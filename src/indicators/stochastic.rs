// =============================================================================
// Stochastic Oscillator & Stochastic RSI
// =============================================================================
//
// %K = 100 * (close - lowest_low(k)) / (highest_high(k) - lowest_low(k))
// %D = SMA(%K, d)
//
// A zero high-low range means there is no position to measure inside the
// range, so %K falls back to the neutral 50.
//
// Stochastic RSI runs the same formula over the RSI series, using the RSI value
// as close, high and low at once.
// =============================================================================

use super::rsi::calculate_rsi;
use super::window::{rolling_max, rolling_mean, rolling_min};

const NEUTRAL: f64 = 50.0;

/// Aligned %K / %D series, both bounded to [0, 100].
#[derive(Debug, Clone, PartialEq)]
pub struct StochasticSeries {
    pub k: Vec<f64>,
    pub d: Vec<f64>,
}

/// Classic stochastic oscillator over high/low/close.
///
/// All three slices must be index-aligned and the same length.
pub fn calculate_stochastic(
    high: &[f64],
    low: &[f64],
    close: &[f64],
    k_window: usize,
    d_window: usize,
) -> StochasticSeries {
    debug_assert!(high.len() == close.len() && low.len() == close.len());

    let highest = rolling_max(high, k_window);
    let lowest = rolling_min(low, k_window);

    let k: Vec<f64> = close
        .iter()
        .zip(highest.iter().zip(&lowest))
        .map(|(&c, (&hh, &ll))| percent_k(c, hh, ll))
        .collect();
    let d = rolling_mean(&k, d_window);

    StochasticSeries { k, d }
}

/// Stochastic oscillator applied to the RSI(`rsi_period`) series.
pub fn calculate_stochastic_rsi(
    closes: &[f64],
    rsi_period: usize,
    k_window: usize,
    d_window: usize,
) -> StochasticSeries {
    let rsi = calculate_rsi(closes, rsi_period);
    calculate_stochastic(&rsi, &rsi, &rsi, k_window, d_window)
}

fn percent_k(close: f64, highest: f64, lowest: f64) -> f64 {
    let range = highest - lowest;
    if range == 0.0 {
        return NEUTRAL;
    }
    // A close outside its own candle's range (inconsistent feed data) is pinned
    // to the edge of the oscillator.
    (100.0 * (close - lowest) / range).clamp(0.0, 100.0)
}

#[cfg(test)]
mod tests {
    use super::*;

    fn in_bounds(values: &[f64]) -> bool {
        values.iter().all(|v| (0.0..=100.0).contains(v))
    }

    #[test]
    fn stochastic_flat_range_is_neutral() {
        let v = vec![10.0; 20];
        let s = calculate_stochastic(&v, &v, &v, 14, 3);
        assert!(s.k.iter().all(|&k| k == 50.0));
        assert!(s.d.iter().all(|&d| d == 50.0));
    }

    #[test]
    fn stochastic_close_at_high_is_100() {
        let high = vec![11.0, 12.0, 13.0, 14.0];
        let low = vec![9.0, 10.0, 11.0, 12.0];
        let close = high.clone();
        let s = calculate_stochastic(&high, &low, &close, 14, 3);
        // lowest low = 9, highest high = 14, close = 14
        assert!((s.k[3] - 100.0).abs() < 1e-12);
        assert!(in_bounds(&s.k) && in_bounds(&s.d));
    }

    #[test]
    fn stochastic_known_value() {
        let high = vec![10.0, 12.0];
        let low = vec![8.0, 9.0];
        let close = vec![9.0, 11.0];
        let s = calculate_stochastic(&high, &low, &close, 14, 3);
        // range 8..12, close 11 => 75
        assert!((s.k[1] - 75.0).abs() < 1e-12);
        // k[0]: range 8..10, close 9 => 50 ; d[1] = (50 + 75) / 2
        assert!((s.d[1] - 62.5).abs() < 1e-12);
    }

    #[test]
    fn stochastic_close_outside_range_is_clamped() {
        let s = calculate_stochastic(&[10.0], &[8.0], &[11.0], 14, 3);
        assert_eq!(s.k[0], 100.0);
    }

    #[test]
    fn stochastic_rsi_bounded_and_aligned() {
        let closes: Vec<f64> = (0..80)
            .map(|i| 100.0 + (i as f64 * 0.4).sin() * 5.0 + i as f64 * 0.1)
            .collect();
        let s = calculate_stochastic_rsi(&closes, 14, 14, 3);
        assert_eq!(s.k.len(), closes.len());
        assert_eq!(s.d.len(), closes.len());
        assert!(in_bounds(&s.k) && in_bounds(&s.d));
    }

    #[test]
    fn stochastic_rsi_of_constant_rsi_is_neutral() {
        // Strictly rising closes: RSI is 50 then 100 forever. Once the window
        // only holds 100s the range is zero.
        let closes: Vec<f64> = (1..=40).map(|x| x as f64).collect();
        let s = calculate_stochastic_rsi(&closes, 14, 14, 3);
        assert_eq!(*s.k.last().unwrap(), 50.0);
    }
}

────────

Please make an exact copy of the lines from the one holding "close 11 => 75" through the final line of the records above, nothing more.

SOLUTION TO THIS PROBLEM>
        // range 8..12, close 11 => 75
        assert!((s.k[1] - 75.0).abs() < 1e-12);
        // k[0]: range 8..10, close 9 => 50 ; d[1] = (50 + 75) / 2
        assert!((s.d[1] - 62.5).abs() < 1e-12);
    }

    #[test]
    fn stochastic_close_outside_range_is_clamped() {
        let s = calculate_stochastic(&[10.0], &[8.0], &[11.0], 14, 3);
        assert_eq!(s.k[0], 100.0);
    }

    #[test]
    fn stochastic_rsi_bounded_and_aligned() {
        let closes: Vec<f64> = (0..80)
            .map(|i| 100.0 + (i as f64 * 0.4).sin() * 5.0 + i as f64 * 0.1)
            .collect();
        let s = calculate_stochastic_rsi(&closes, 14, 14, 3);
        assert_eq!(s.k.len(), closes.len());
        assert_eq!(s.d.len(), closes.len());
        assert!(in_bounds(&s.k) && in_bounds(&s.d));
    }

    #[test]
    fn stochastic_rsi_of_constant_rsi_is_neutral() {
        // Strictly rising closes: RSI is 50 then 100 forever. Once the window
        // only holds 100s the range is zero.
        let closes: Vec<f64> = (1..=40).map(|x| x as f64).collect();
        let s = calculate_stochastic_rsi(&closes, 14, 14, 3);
        assert_eq!(*s.k.last().unwrap(), 50.0);
    }
}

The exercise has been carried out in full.